Reporters Without Borders (RSF) has asked the United Nations Working Group on Arbitrary Detention to look into the case of Aung Kyi Myint, a video-reporter who will begin his fourth month in detention on trumped-up charges in Myanmar’s central Mandalay region tomorrow.

“He is desperate to the point of wanting to start a hunger strike,” RSF was told by Min Din, the editor of Channel Mandalay TV, for which Aung Kyi Myint reports using the name of “Nanda.”

 

Arrested on 15 May while providing live coverage of a demonstration on social networks, Nanda is accused of violence against police and soldiers, supposedly with the help of a stick, although there is no evidence to support this claim.

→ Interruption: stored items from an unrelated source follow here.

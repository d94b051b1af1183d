use std::fmt;

use thiserror::Error;

/// Why an index build was rejected or torn down.
#[derive(Debug, Clone, Copy, PartialEq, Eq, Hash)]
pub enum CreationFailure {
    /// Another session holds the advisory lock for the target table (SQLSTATE 55P03).
    LockUnavailable,
    /// The build exceeded its statement timeout (SQLSTATE 57014).
    Timeout,
    /// An index with this name already exists (SQLSTATE 42P07).
    DuplicateIndex,
    /// The role lacks privileges on the target relation (SQLSTATE 42501).
    PermissionDenied,
    /// The submitted definition was rejected before reaching the server.
    InvalidDefinition,
    /// The index was built but failed the validity/readiness/liveness check.
    VerificationFailed,
    /// Any other server-side build failure.
    Build,
}

impl CreationFailure {
    pub fn as_tag(&self) -> &'static str {
        match self {
            CreationFailure::LockUnavailable => "lock_unavailable",
            CreationFailure::Timeout => "timeout",
            CreationFailure::DuplicateIndex => "duplicate_index",
            CreationFailure::PermissionDenied => "permission_denied",
            CreationFailure::InvalidDefinition => "invalid_definition",
            CreationFailure::VerificationFailed => "verification_failed",
            CreationFailure::Build => "build",
        }
    }
}

impl fmt::Display for CreationFailure {
    fn fmt(&self, f: &mut fmt::Formatter<'_>) -> fmt::Result {
        f.write_str(self.as_tag())
    }
}

#[derive(Debug, Error)]
pub enum CuratorError {
    #[error("resource busy: '{operation}' already running against '{resource}'")]
    ResourceBusy { resource: String, operation: String },

    #[error("mutation throttled: {reason} (retry in {wait_seconds}s)")]
    Throttled { reason: String, wait_seconds: u64 },

    #[error("index creation failed for '{index_name}' [{cause}]: {detail}")]
    IndexCreation {
        index_name: String,
        cause: CreationFailure,
        detail: String,
    },

    #[error("integrity violation: {0}")]
    Integrity(String),

    #[error("rollback failed for operation '{operation}': {detail}")]
    RollbackFailure { operation: String, detail: String },

    #[error("engine is administratively disabled")]
    Disabled,

    #[error("configuration error: {0}")]
    Config(String),

    #[error("database error: {0}")]
    Database(#[from] sqlx::Error),

    #[error("IO error: {0}")]
    Io(#[from] std::io::Error),
}

impl CuratorError {
    /// Seconds the caller should wait before retrying, when the error is transient.
    pub fn retry_after_seconds(&self) -> Option<u64> {
        match self {
            CuratorError::Throttled { wait_seconds, .. } => Some(*wait_seconds),
            CuratorError::ResourceBusy { .. } => Some(5),
            CuratorError::IndexCreation {
                cause: CreationFailure::LockUnavailable,
                ..
            } => Some(30),
            _ => None,
        }
    }

    /// True for errors the caller can retry without operator intervention.
    pub fn is_transient(&self) -> bool {
        self.retry_after_seconds().is_some()
    }
}

pub type Result<T> = std::result::Result<T, CuratorError>;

On the contrary, the video he was filming at the time of his arrest shows police officers beating protesters

 

He was held for a month before being formally charged – probably on the orders of Col. Kyaw Kyaw Min, the Mandalay region’s security and border affairs minister – and he is facing a possible combined sentence of 17 years in prison.

 

“We urge the UN Working Group’s investigators to take up this flagrant case of arbitrary detention,” said Daniel Bastard, the head of RSF’s Asia-Pacific desk. “The 500 days that Reuters reporters Wa Lone and Kyaw Soe Oo spent in prison were a shocking demonstration of the degree to which Myanmar’s justice system does the arbitrary bidding of the security forces. This is why we must not forget the other Burmese journalists who, like Nanda, are in prison just for doing their job.”

 

International pressure

 

Video footage shot during the demonstration clearly shows Nanda with a camera in one hand and a mobile phone in the other. At no point is he seen behaving in a hostile manner. On the basis of this evidence, Channel Mandalay TV referred the case to Myanmar’s Press Council, which is supposed to arbitrate complaints involving journalists.

 

Unfortunately, the Press Council lacks any real independence and simply issued a statement deploring the "inappropriate" nature of the proceedings against him. The absence of any follow-up action underscores the need for international pressure so that Nanda can finally be released.

 

After falling seven places in the past two years, Myanmar is ranked 138th out of 180 countries in RSF’s 2019 World Press Freedom Index.